Wednesday, April 15, 2009

No News is Bad News

It's good to be a billionaire. You find entire newspaper organizations in your pocket and they print puff pieces that aren't news at all. Bloomberg couldn't have gotten better press if he had placed an ad.

Under the title Teacher Quality Pays, the Post recounts the mayor's 'accomplishments' in education, none of which are actual accomplishments. Most items are leftovers from the 2005 contract, such as the 37.5 minutes our fearless leader Randi negotiated for us in exchange for a tiny raise that doesn't cover the cost of living, as NYC Educator frequently points out. The Post also claims a 43% "hike" in teacher pay, which is technically true. However, let's subtract the 6% we got got working an additional 37.5 minutes (more pay for more work is NOT a hike). That leaves us with a 37% increase in the 8 years of Bloomberg's tenure, barely more than 4.6% a year.

In addition, the Post repeats the lie that this hike has led to teacher pay parity with the suburbs. Mayor Mike claims "Teachers in New York City are now paid, for the first time, roughly comparable with what they can get in the suburbs. That's never been done before." The top teacher salary in NYC is 100K, and that is earned only after 22 years of service. While it's hard to pin down an "average" salary for the suburbs because of the many districts, I found an article from 2005 in the Times that states that "One in 12 teachers in Nassau, Suffolk, Westchester, Rockland and Putnam Counties now earns more than $100,000, and the ranks are growing fast..." The article quotes a teacher who was making 116K. A graphic in the Times pointed out that in '05, 32% of teachers in Manhasset, for example, were making more than 100k and the median salary was 90k with a median experience of 18 years. In other words, there are districts that actually pay quite a bit more than NYC has ever done, and who manage to retain those teachers for long periods of time. They do what the mayor pays lip service to: attracting and retaining quality teachers. Let's not forget that half of NYC teachers leave in 5 years.

So this tribute to a billionaire in the Post contains no news at all, and that is bad news for teachers. If the dailies are willing to present a distorted picture from the past as news, what chance does a good man like Bill Thompson have? Especially when Randi Weingarten refuses to endorse him after 8 disastrous years with Bloomklein at the helm?


Chaz said...

JD2718 has information on other school district salaries and he would be a good source for that information.

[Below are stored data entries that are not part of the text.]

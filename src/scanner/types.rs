//! Wire types for the external scanner's raw usage report.
//!
//! The shapes here mirror the JSON the scanner prints in its raw-report
//! mode: a map from component name to the list of usage instances found in
//! the crawled tree. Prop values are kept opaque; only the key set is ever
//! consumed downstream.

use serde::{Deserialize, Serialize};
use std::collections::BTreeMap;
use std::path::PathBuf;

/// Import provenance for one usage instance.
#[derive(Debug, Clone, Serialize, Deserialize)]
#[serde(rename_all = "camelCase")]
pub struct ImportInfo {
    /// The module specifier the component was imported from.
    pub module_name: String,

    /// The exported identifier, when the scanner reports one.
    #[serde(default, skip_serializing_if = "Option::is_none")]
    pub imported: Option<String>,

    /// The local binding name at the usage site.
    #[serde(default, skip_serializing_if = "Option::is_none")]
    pub local: Option<String>,
}

/// One occurrence of a component in source.
///
/// Instances without import info are not attributable to any library and
/// are dropped during aggregation.
#[derive(Debug, Clone, Serialize, Deserialize)]
#[serde(rename_all = "camelCase")]
pub struct RawInstance {
    #[serde(default, skip_serializing_if = "Option::is_none")]
    pub import_info: Option<ImportInfo>,

    /// Observed props. Values are opaque; only the keys are counted.
    #[serde(default)]
    pub props: BTreeMap<String, serde_json::Value>,
}

impl RawInstance {
    /// An instance attributed to `module_name` with no props, for building
    /// reports in code.
    pub fn from_module(module_name: impl Into<String>) -> Self {
        Self {
            import_info: Some(ImportInfo {
                module_name: module_name.into(),
                imported: None,
                local: None,
            }),
            props: BTreeMap::new(),
        }
    }

    /// Adds a prop key with a placeholder value.
    pub fn with_prop(mut self, name: impl Into<String>) -> Self {
        self.props
            .insert(name.into(), serde_json::Value::String(String::new()));
        self
    }
}

/// All usage instances found for one component.
#[derive(Debug, Clone, Serialize, Deserialize, Default)]
pub struct ComponentUsage {
    pub instances: Vec<RawInstance>,
}

/// The scanner's full raw report: component name to its usages.
pub type RawReport = BTreeMap<String, ComponentUsage>;

/// What the external scanner is pointed at.
#[derive(Debug, Clone, Serialize, Deserialize)]
#[serde(rename_all = "camelCase")]
pub struct ScanTarget {
    /// Directory to crawl for component usages.
    pub crawl_from: PathBuf,

    /// Project root, used by scanners to resolve relative imports.
    pub root_dir: PathBuf,
}

#[cfg(test)]
mod tests {
    use super::*;

    #[test]
    fn test_deserialize_raw_report() {
        let json = r#"{
            "Button": {
                "instances": [
                    {
                        "importInfo": {
                            "imported": "Button",
                            "local": "Button",
                            "moduleName": "ui-lib"
                        },
                        "props": {"color": "red"}
                    },
                    {"props": {}}
                ]
            }
        }"#;
        let report: RawReport = serde_json::from_str(json).unwrap();
        let button = &report["Button"];
        assert_eq!(button.instances.len(), 2);
        assert_eq!(
            button.instances[0]
                .import_info
                .as_ref()
                .unwrap()
                .module_name,
            "ui-lib"
        );
        assert!(button.instances[1].import_info.is_none());
    }

    #[test]
    fn test_deserialize_ignores_extra_instance_fields() {
        // real scanners also report propsSpread and source locations
        let json = r#"{
            "importInfo": {"moduleName": "ui-lib"},
            "props": {},
            "propsSpread": false,
            "location": {"file": "src/App.tsx", "start": {"line": 3, "column": 5}}
        }"#;
        let instance: RawInstance = serde_json::from_str(json).unwrap();
        assert!(instance.import_info.is_some());
        assert!(instance.props.is_empty());
    }

    #[test]
    fn test_instance_missing_props_defaults_empty() {
        let instance: RawInstance = serde_json::from_str("{}").unwrap();
        assert!(instance.import_info.is_none());
        assert!(instance.props.is_empty());
    }

    #[test]
    fn test_builder_helpers() {
        let instance = RawInstance::from_module("ui-lib").with_prop("color");
        assert_eq!(instance.import_info.unwrap().module_name, "ui-lib");
        assert!(instance.props.contains_key("color"));
    }
}
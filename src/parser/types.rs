//! Shared types for manifest parsing and scan requests.
//!
//! This module defines the package.json manifest model and the per-project
//! scan request consumed by the batch orchestrator.

use serde::{Deserialize, Serialize};
use std::collections::HashMap;
use std::path::{Path, PathBuf};

/// Represents the structure of a package.json file.
///
/// Only the fields relevant to dependency tracking are modeled; everything
/// else in the manifest is ignored during deserialization.
///
/// # Example
///
/// ```
/// use reactscope::parser::types::PackageJson;
///
/// let json = r#"{"name": "my-app", "dependencies": {"react": "^18.0.0"}}"#;
/// let pkg: PackageJson = serde_json::from_str(json).unwrap();
/// assert_eq!(pkg.name, Some("my-app".to_string()));
/// ```
#[derive(Debug, Clone, Serialize, Deserialize, Default)]
pub struct PackageJson {
    /// The name of the package.
    pub name: Option<String>,

    /// The version of the package (semver format).
    pub version: Option<String>,

    /// Production dependencies required at runtime.
    pub dependencies: Option<HashMap<String, String>>,

    /// Development-only dependencies (testing, building, etc.).
    #[serde(rename = "devDependencies")]
    pub dev_dependencies: Option<HashMap<String, String>>,
}

impl PackageJson {
    /// Returns true if the package has any dependencies defined.
    pub fn has_dependencies(&self) -> bool {
        self.dependencies.as_ref().is_some_and(|d| !d.is_empty())
            || self
                .dev_dependencies
                .as_ref()
                .is_some_and(|d| !d.is_empty())
    }

    /// Returns the total count of runtime and development dependencies.
    pub fn dependency_count(&self) -> usize {
        self.dependencies.as_ref().map_or(0, |d| d.len())
            + self.dev_dependencies.as_ref().map_or(0, |d| d.len())
    }
}

/// Where the tracked dependency set for a project comes from.
///
/// The two variants are mutually exclusive in a request: either the caller
/// already knows the packages to track, or they are derived from a manifest
/// on disk.
#[derive(Debug, Clone, Serialize, Deserialize)]
#[serde(untagged)]
pub enum DependencySource {
    /// An explicit list of package names, used verbatim.
    Known { dependencies: Vec<String> },

    /// Derive the list from a package.json. When no path is given it
    /// defaults to `{rootPath}/package.json`.
    Manifest {
        #[serde(
            rename = "packageJsonPath",
            default,
            skip_serializing_if = "Option::is_none"
        )]
        package_json_path: Option<PathBuf>,
    },
}

/// One project entry in a batch scan request.
///
/// # Example
///
/// ```
/// use reactscope::parser::types::ProjectRequest;
///
/// let json = r#"{
///     "rootPath": "/srv/app",
///     "projectName": "app",
///     "dependencies": ["react", "ui-lib"]
/// }"#;
/// let request: ProjectRequest = serde_json::from_str(json).unwrap();
/// assert_eq!(request.project_name, "app");
/// assert_eq!(request.src_dir(), std::path::PathBuf::from("/srv/app/src"));
/// ```
#[derive(Debug, Clone, Serialize, Deserialize)]
#[serde(rename_all = "camelCase")]
pub struct ProjectRequest {
    /// Filesystem root of the project. `srcPath` and `packageJsonPath`
    /// default relative to this.
    pub root_path: PathBuf,

    /// Directory to crawl. Defaults to `{rootPath}/src`.
    #[serde(default, skip_serializing_if = "Option::is_none")]
    pub src_path: Option<PathBuf>,

    /// Unique identifier for this project within a batch.
    pub project_name: String,

    /// Explicit dependency list or manifest location.
    #[serde(flatten)]
    pub dependency_source: DependencySource,
}

impl ProjectRequest {
    /// The directory the external scanner should crawl.
    pub fn src_dir(&self) -> PathBuf {
        self.src_path
            .clone()
            .unwrap_or_else(|| self.root_path.join("src"))
    }

    /// The manifest location for manifest-backed requests.
    ///
    /// Returns `None` when the request carries an explicit dependency list.
    pub fn manifest_path(&self) -> Option<PathBuf> {
        match &self.dependency_source {
            DependencySource::Known { .. } => None,
            DependencySource::Manifest { package_json_path } => Some(
                package_json_path
                    .clone()
                    .unwrap_or_else(|| self.root_path.join("package.json")),
            ),
        }
    }

    /// Convenience constructor for a manifest-backed request with defaults.
    pub fn from_root(root_path: impl Into<PathBuf>, project_name: impl Into<String>) -> Self {
        Self {
            root_path: root_path.into(),
            src_path: None,
            project_name: project_name.into(),
            dependency_source: DependencySource::Manifest {
                package_json_path: None,
            },
        }
    }

    /// Convenience constructor for a request with a known dependency list.
    pub fn with_dependencies(
        root_path: impl Into<PathBuf>,
        project_name: impl Into<String>,
        dependencies: Vec<String>,
    ) -> Self {
        Self {
            root_path: root_path.into(),
            src_path: None,
            project_name: project_name.into(),
            dependency_source: DependencySource::Known { dependencies },
        }
    }

    /// Overrides the crawl directory.
    pub fn with_src_path(mut self, src_path: impl AsRef<Path>) -> Self {
        self.src_path = Some(src_path.as_ref().to_path_buf());
        self
    }
}
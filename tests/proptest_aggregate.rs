//! Property-based tests for the usage aggregator

use proptest::prelude::*;
use reactscope::aggregate::aggregate_usage;
use reactscope::scanner::{ComponentUsage, ImportInfo, RawInstance, RawReport};

fn arb_instance() -> impl Strategy<Value = RawInstance> {
    (
        prop::option::of(prop_oneof![
            Just("ui-lib".to_string()),
            Just("icon-lib".to_string()),
            Just("untracked-lib".to_string()),
            Just("./local/button".to_string()),
        ]),
        prop::collection::btree_set("[a-z]{1,4}", 0..4),
    )
        .prop_map(|(module, props)| RawInstance {
            import_info: module.map(|module_name| ImportInfo {
                module_name,
                imported: None,
                local: None,
            }),
            props: props
                .into_iter()
                .map(|p| (p, serde_json::Value::Null))
                .collect(),
        })
}

fn arb_report() -> impl Strategy<Value = RawReport> {
    prop::collection::btree_map(
        "[A-Z][a-zA-Z]{0,6}",
        prop::collection::vec(arb_instance(), 0..6)
            .prop_map(|instances| ComponentUsage { instances }),
        0..5,
    )
}

fn tracked() -> Vec<String> {
    vec!["ui-lib".to_string(), "icon-lib".to_string()]
}

/// Raw instances matching (library, component) with trackable import info.
fn matching_instances<'a>(
    report: &'a RawReport,
    library: &str,
    component: &str,
) -> Vec<&'a RawInstance> {
    report
        .get(component)
        .map(|usage| {
            usage
                .instances
                .iter()
                .filter(|i| {
                    i.import_info
                        .as_ref()
                        .is_some_and(|info| info.module_name == library)
                })
                .collect()
        })
        .unwrap_or_default()
}

proptest! {
    #[test]
    fn only_tracked_libraries_appear(report in arb_report()) {
        let deps = tracked();
        for library in aggregate_usage(&report, &deps) {
            prop_assert!(deps.contains(&library.library));
        }
    }

    #[test]
    fn instance_counts_are_conserved(report in arb_report()) {
        let deps = tracked();
        for library in aggregate_usage(&report, &deps) {
            for binding in &library.bindings {
                let expected = matching_instances(&report, &library.library, &binding.name).len();
                prop_assert_eq!(binding.instance_count, expected as u64);
            }
        }
    }

    #[test]
    fn prop_counts_match_and_never_exceed_instances(report in arb_report()) {
        let deps = tracked();
        for library in aggregate_usage(&report, &deps) {
            for binding in &library.bindings {
                let matching = matching_instances(&report, &library.library, &binding.name);
                for (prop, count) in &binding.props {
                    prop_assert!(*count <= binding.instance_count);
                    let expected = matching
                        .iter()
                        .filter(|i| i.props.contains_key(prop))
                        .count();
                    prop_assert_eq!(*count, expected as u64);
                }
            }
        }
    }

    #[test]
    fn aggregation_is_idempotent(report in arb_report()) {
        let deps = tracked();
        prop_assert_eq!(
            aggregate_usage(&report, &deps),
            aggregate_usage(&report, &deps)
        );
    }

    #[test]
    fn instances_without_imports_never_contribute(report in arb_report()) {
        let stripped: RawReport = report
            .iter()
            .map(|(name, usage)| {
                let instances = usage
                    .instances
                    .iter()
                    .map(|i| RawInstance {
                        import_info: None,
                        props: i.props.clone(),
                    })
                    .collect();
                (name.clone(), ComponentUsage { instances })
            })
            .collect();
        prop_assert!(aggregate_usage(&stripped, &tracked()).is_empty());
    }

    #[test]
    fn empty_tracked_set_yields_empty_output(report in arb_report()) {
        prop_assert!(aggregate_usage(&report, &[]).is_empty());
    }
}
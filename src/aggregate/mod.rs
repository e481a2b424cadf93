//! Aggregation of raw scan reports into per-library usage summaries.
//!
//! This is the analysis core of the crate: a pure, deterministic
//! transformation from the external scanner's component-keyed report plus a
//! tracked dependency set into [`LibraryReport`]s that group component
//! bindings under the library they were imported from.
//!
//! # Example
//!
//! ```
//! use reactscope::aggregate::aggregate_usage;
//! use reactscope::scanner::{ComponentUsage, RawInstance, RawReport};
//!
//! let mut report = RawReport::new();
//! report.insert(
//!     "Button".to_string(),
//!     ComponentUsage {
//!         instances: vec![RawInstance::from_module("ui-lib").with_prop("color")],
//!     },
//! );
//!
//! let tracked = vec!["ui-lib".to_string()];
//! let libraries = aggregate_usage(&report, &tracked);
//! assert_eq!(libraries[0].bindings[0].instance_count, 1);
//! ```

mod usage;

pub use usage::{aggregate_usage, BindingEntry, LibraryReport};
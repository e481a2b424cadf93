//! Batch orchestration of multi-project scans.
//!
//! Validates a batch of [`ProjectRequest`](crate::parser::ProjectRequest)s
//! up front (non-empty, unique project names), fans the projects out as
//! independent tokio tasks, and collects one [`ProjectReport`] per project
//! in completion order. Each task resolves its own dependency set, invokes
//! the external scanner, and aggregates — there is no shared mutable state
//! between projects.
//!
//! # Example
//!
//! ```ignore
//! use std::sync::Arc;
//! use reactscope::batch::{run_batch, BatchOptions};
//! use reactscope::parser::ProjectRequest;
//! use reactscope::scanner::{CommandScanner, Scanner};
//!
//! let scanner: Arc<dyn Scanner> = Arc::new(CommandScanner::new("react-scanner"));
//! let requests = vec![ProjectRequest::from_root("/srv/app", "app")];
//! let reports = run_batch(scanner, requests, &BatchOptions::default()).await?;
//! ```

mod orchestrator;

pub use orchestrator::{
    run_batch, scan_project, write_report, BatchConfig, BatchError, BatchOptions, ProjectReport,
};
//! Subprocess-backed scanner implementation.
//!
//! Treats the real source-code scanner as an opaque executable: the command
//! is invoked with the crawl directory as its final argument, runs with the
//! project root as its working directory, and must print the raw usage
//! report as JSON on stdout.

use async_trait::async_trait;
use tokio::process::Command;

use super::types::{RawReport, ScanTarget};
use super::{Scanner, ScannerError};

/// Runs an external scanner executable and parses its stdout.
///
/// # Example
///
/// ```ignore
/// use reactscope::scanner::CommandScanner;
///
/// // any executable that prints a raw usage report as JSON works here
/// let scanner = CommandScanner::new("react-scanner").arg("--processor=raw-report");
/// ```
#[derive(Debug, Clone)]
pub struct CommandScanner {
    program: String,
    args: Vec<String>,
}

impl CommandScanner {
    /// Creates a scanner invoking `program`.
    pub fn new(program: impl Into<String>) -> Self {
        Self {
            program: program.into(),
            args: Vec::new(),
        }
    }

    /// Appends an extra argument placed before the crawl directory.
    pub fn arg(mut self, arg: impl Into<String>) -> Self {
        self.args.push(arg.into());
        self
    }
}

#[async_trait]
impl Scanner for CommandScanner {
    async fn scan(&self, target: &ScanTarget) -> Result<RawReport, ScannerError> {
        let output = Command::new(&self.program)
            .args(&self.args)
            .arg(&target.crawl_from)
            .current_dir(&target.root_dir)
            .output()
            .await
            .map_err(|source| ScannerError::Launch {
                program: self.program.clone(),
                source,
            })?;

        if !output.status.success() {
            return Err(ScannerError::Failed {
                program: self.program.clone(),
                code: output.status.code(),
                stderr: String::from_utf8_lossy(&output.stderr).trim().to_string(),
            });
        }

        serde_json::from_slice(&output.stdout).map_err(ScannerError::Report)
    }
}
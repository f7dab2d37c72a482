//! Log sink trait and an in-memory implementation

use parking_lot::Mutex;
use sdpack_core::LogLevel;

/// Destination for pipeline diagnostics
///
/// Components take a `&dyn LogSink` so callers decide where messages end up.
pub trait LogSink: Send + Sync {
    /// Record one message at `level`
    fn log(&self, level: LogLevel, message: &str);

    fn debug(&self, message: &str) {
        self.log(LogLevel::Debug, message);
    }

    fn info(&self, message: &str) {
        self.log(LogLevel::Info, message);
    }

    fn warn(&self, message: &str) {
        self.log(LogLevel::Warn, message);
    }

    fn error(&self, message: &str) {
        self.log(LogLevel::Error, message);
    }
}

/// Sink that keeps every message in memory
#[derive(Debug, Default)]
pub struct MemorySink {
    entries: Mutex<Vec<(LogLevel, String)>>,
}

impl MemorySink {
    pub fn new() -> Self {
        Self::default()
    }

    /// Snapshot of all recorded messages, oldest first
    pub fn entries(&self) -> Vec<(LogLevel, String)> {
        self.entries.lock().clone()
    }

    /// Messages recorded at exactly `level`
    pub fn messages_at(&self, level: LogLevel) -> Vec<String> {
        self.entries
            .lock()
            .iter()
            .filter(|(l, _)| *l == level)
            .map(|(_, m)| m.clone())
            .collect()
    }

    /// Whether any message at `level` contains `needle`
    pub fn contains(&self, level: LogLevel, needle: &str) -> bool {
        self.entries
            .lock()
            .iter()
            .any(|(l, m)| *l == level && m.contains(needle))
    }

    pub fn is_empty(&self) -> bool {
        self.entries.lock().is_empty()
    }

    pub fn clear(&self) {
        self.entries.lock().clear();
    }
}

impl LogSink for MemorySink {
    fn log(&self, level: LogLevel, message: &str) {
        if level == LogLevel::Off {
            return;
        }
        self.entries.lock().push((level, message.to_string()));
    }
}
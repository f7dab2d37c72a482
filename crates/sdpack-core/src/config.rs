//! Pack generator configuration

use crate::{ConfigError, ConfigResult, LogLevel};
use serde::{Deserialize, Serialize};
use std::path::{Path, PathBuf};

/// Default folder scanned for source packs.
pub const DEFAULT_SOURCE_ROOT: &str = "./iconpacks";

/// Default folder receiving generated bundles.
pub const DEFAULT_OUTPUT_ROOT: &str = "./packs";

/// Suffix the Stream Deck application expects on icon pack folders.
pub const DEFAULT_BUNDLE_EXTENSION: &str = "sdIconPack";

/// Where packs are read from and written to
///
/// Every field has a default, so an empty config file (or none at all)
/// reproduces the standard `./iconpacks` -> `./packs` layout.
#[derive(Debug, Clone, PartialEq, Eq, Serialize, Deserialize)]
pub struct PackConfig {
    /// Root folder holding one sub-folder per source pack
    #[serde(default = "default_source_root")]
    pub source_root: PathBuf,

    /// Root folder receiving `<id>.<bundle_extension>` bundles
    #[serde(default = "default_output_root")]
    pub output_root: PathBuf,

    /// Suffix appended to a pack id to name its bundle directory
    #[serde(default = "default_bundle_extension")]
    pub bundle_extension: String,

    /// Minimum level printed to the console
    #[serde(default = "default_log_level")]
    pub log_level: String,
}

fn default_source_root() -> PathBuf {
    PathBuf::from(DEFAULT_SOURCE_ROOT)
}

fn default_output_root() -> PathBuf {
    PathBuf::from(DEFAULT_OUTPUT_ROOT)
}

fn default_bundle_extension() -> String {
    DEFAULT_BUNDLE_EXTENSION.to_string()
}

fn default_log_level() -> String {
    "info".to_string()
}

impl Default for PackConfig {
    fn default() -> Self {
        Self {
            source_root: default_source_root(),
            output_root: default_output_root(),
            bundle_extension: default_bundle_extension(),
            log_level: default_log_level(),
        }
    }
}

impl PackConfig {
    /// Create a configuration with all defaults
    pub fn new() -> Self {
        Self::default()
    }

    /// Parse configuration from TOML text
    pub fn from_toml_str(content: &str) -> ConfigResult<Self> {
        if content.trim().is_empty() {
            return Ok(Self::default());
        }
        Ok(toml::from_str(content)?)
    }

    /// Load configuration from a TOML file
    pub fn from_file(path: impl AsRef<Path>) -> ConfigResult<Self> {
        let path = path.as_ref();
        let content = std::fs::read_to_string(path).map_err(|source| ConfigError::Read {
            path: path.to_path_buf(),
            source,
        })?;

        Self::from_toml_str(&content)
    }

    /// Set the source root
    pub fn with_source_root(mut self, root: impl Into<PathBuf>) -> Self {
        self.source_root = root.into();
        self
    }

    /// Set the output root
    pub fn with_output_root(mut self, root: impl Into<PathBuf>) -> Self {
        self.output_root = root.into();
        self
    }

    /// Set the console log level
    pub fn with_log_level(mut self, level: LogLevel) -> Self {
        self.log_level = level.as_filter_str().to_string();
        self
    }

    /// Check that the configuration can be used to name bundle directories
    pub fn validate(&self) -> ConfigResult<()> {
        let ext = &self.bundle_extension;
        let invalid = |reason: &str| ConfigError::InvalidExtension {
            extension: ext.clone(),
            reason: reason.to_string(),
        };

        if ext.is_empty() {
            return Err(invalid("must not be empty"));
        }
        if ext.starts_with('.') {
            return Err(invalid("must not start with a dot"));
        }
        if ext.contains('/') || ext.contains('\\') {
            return Err(invalid("must not contain a path separator"));
        }

        self.level()?;
        Ok(())
    }

    /// The configured console log level
    pub fn level(&self) -> ConfigResult<LogLevel> {
        self.log_level.parse()
    }

    /// Folder of the source pack called `name`
    pub fn pack_dir(&self, name: &str) -> PathBuf {
        self.source_root.join(name)
    }

    /// Name of the bundle directory for pack id `id`
    pub fn bundle_name(&self, id: &str) -> String {
        format!("{id}.{}", self.bundle_extension)
    }

    /// Output bundle directory for pack id `id`
    pub fn bundle_dir(&self, id: &str) -> PathBuf {
        self.output_root.join(self.bundle_name(id))
    }
}
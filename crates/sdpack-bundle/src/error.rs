//! Error types for bundle operations.

use crate::Rejection;
use std::path::{Path, PathBuf};
use thiserror::Error;

/// Errors that can occur while generating a bundle.
#[derive(Debug, Error)]
pub enum BundleError {
    /// I/O error on a specific path.
    #[error("I/O error on {path}: {source}")]
    Io {
        path: PathBuf,
        #[source]
        source: std::io::Error,
    },

    /// JSON serialization error.
    #[error("JSON error: {0}")]
    Json(#[from] serde_json::Error),

    /// The pack failed validation.
    #[error("Invalid iconpack {name}: {reason}")]
    InvalidPack { name: String, reason: Rejection },

    /// An icon path cannot be stored in the index.
    #[error("Invalid icon path: {0}")]
    InvalidIconPath(String),
}

impl BundleError {
    /// Wrap an I/O error with the path it happened on.
    pub fn io(path: impl Into<PathBuf>, source: std::io::Error) -> Self {
        Self::Io {
            path: path.into(),
            source,
        }
    }
}

/// `map_err` adapter attaching `path` to an I/O error.
pub(crate) fn at(path: &Path) -> impl FnOnce(std::io::Error) -> BundleError + '_ {
    move |source| BundleError::io(path, source)
}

In my middle class school district in the suburbs, the average salary is $85,000 per year and top salary is $141,000 per year after 20 years of service and 60 credits above the Masters. This is compared to the NYC average salary of $70,000 (and going down with the DOE's attack on senior teachers) and a top salary of $100,000 per year after 22 years and 30 credits above a masters.

Mr. Talk said...

That's a 20% higher average salary and a 40% higher top salary. I guess by Bloomberg's standards, that's "roughly" the same, but for working people, a 40K a year gap is pretty significant.